Afin de renforcer la participation des femmes africaines à la prévention des conflits, aux processus de médiation et à la consolidation de la paix, le Gabon prend part au séminaire ministériel de l’Union africaine consacré à l’agenda «Femmes, paix et sécurité», ouvert mercredi 9 septembre à Cotonou, au Bénin.

Moment du séminaire. © Capture d’écran / Gabon 1ère

 

Dans le cadre d’un séminaire à Cotonou, ministres et hauts responsables africains échangent pendant deux jours, sur les moyens de renforcer la présence des femmes dans les mécanismes de prévention, de gestion et de règlement des conflits sur le continent.

Représenté par son ministre des Affaires étrangères et de la Coopération, Marie Edith Tassyla-Ye-Doumbeneny, le Gabon entend partager son expérience en matière de promotion des femmes et présenter les mesures mises en œuvre dans le cadre de l’agenda «Femmes, paix et sécurité». À cette occasion, l’autorité gouvernementale a souligné la place accordée aux femmes dans le gouvernement issu actuel. «Dans le cadre de la mise en place du gouvernement de la Ve République, ayant suivi celui de la transition, nous avons, sur les 29 ministres, dix femmes qui occupent des postes très élevés », a-t-elle déclaré.

La ministre a également évoqué plusieurs dispositifs adoptés par le Gabon dans le cadre du suivi de la résolution 1325 du Conseil de sécurité des Nations unies.

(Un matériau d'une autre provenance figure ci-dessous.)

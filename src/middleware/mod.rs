// Session cookie and CORS middleware

use axum::{
    body::Body,
    extract::State,
    http::{header, HeaderMap, HeaderValue, Request},
    middleware::Next,
    response::Response,
};
use tower_http::cors::{Any, CorsLayer};

use crate::session::{SessionId, SessionStore};

/// Name of the cookie carrying the session id
pub const SESSION_COOKIE: &str = "fortnox_sid";

/// Extract the session id from the Cookie header(s)
pub fn session_cookie(headers: &HeaderMap) -> Option<String> {
    headers
        .get_all(header::COOKIE)
        .iter()
        .filter_map(|value| value.to_str().ok())
        .flat_map(|value| value.split(';'))
        .filter_map(|pair| pair.trim().split_once('='))
        .find(|(name, _)| *name == SESSION_COOKIE)
        .map(|(_, value)| value.to_string())
        .filter(|value| !value.is_empty())
}

/// `Set-Cookie` value announcing a new session
pub fn session_set_cookie(id: &SessionId) -> Option<HeaderValue> {
    let cookie = format!(
        "{}={}; Path=/; HttpOnly; SameSite=Lax",
        SESSION_COOKIE, id.0
    );
    match HeaderValue::from_str(&cookie) {
        Ok(value) => Some(value),
        Err(e) => {
            tracing::error!("Failed to build session cookie: {}", e);
            None
        }
    }
}

/// Session middleware
///
/// Resolves the session cookie to an `Option<SessionId>` request extension.
/// Unknown or idle sessions resolve to `None`; nothing is created here, so
/// anonymous traffic does not grow the store. `/auth/login` starts sessions.
pub async fn session_middleware(
    State(sessions): State<SessionStore>,
    mut request: Request<Body>,
    next: Next,
) -> Response {
    let session = session_cookie(request.headers())
        .map(SessionId)
        .filter(|id| sessions.touch(id));

    request.extensions_mut().insert(session);
    next.run(request).await
}

/// Create CORS middleware layer
///
/// Configures CORS to allow all origins, methods, and headers.
/// Handles OPTIONS preflight requests automatically.
pub fn cors_layer() -> CorsLayer {
    CorsLayer::new()
        .allow_origin(Any)
        .allow_methods(Any)
        .allow_headers(Any)
}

Parmi eux figurent le plan décennal pour l’autonomisation de la femme gabonaise, la loi instituant un quota d’accès des femmes et des jeunes aux élections politiques et aux emplois supérieurs de l’État, ainsi que la loi 06-21 portant élimination des violences faites aux femmes.

Des mécanismes pour renforcer la protection

Des mécanismes de protection ont également été abordés, à savoir : la création d’un centre de prise en charge holistique destiné aux femmes victimes de violences. Un dispositif présenté comme une réponse aux enjeux de protection et d’accompagnement des victimes. Elle a également cité la nouvelle Constitution gabonaise, qui consacre le principe d’égalité des citoyens devant la loi, sans distinction de sexe.

Au terme de ces deux jours d’échanges, l’enjeu sera désormais de transformer les engagements politiques en mesures concrètes, notamment en renforçant la participation effective des femmes aux processus de paix et de médiation. Une orientation que le Gabon entend soutenir afin de contribuer à l’émergence d’une paix durable sur le continent africain.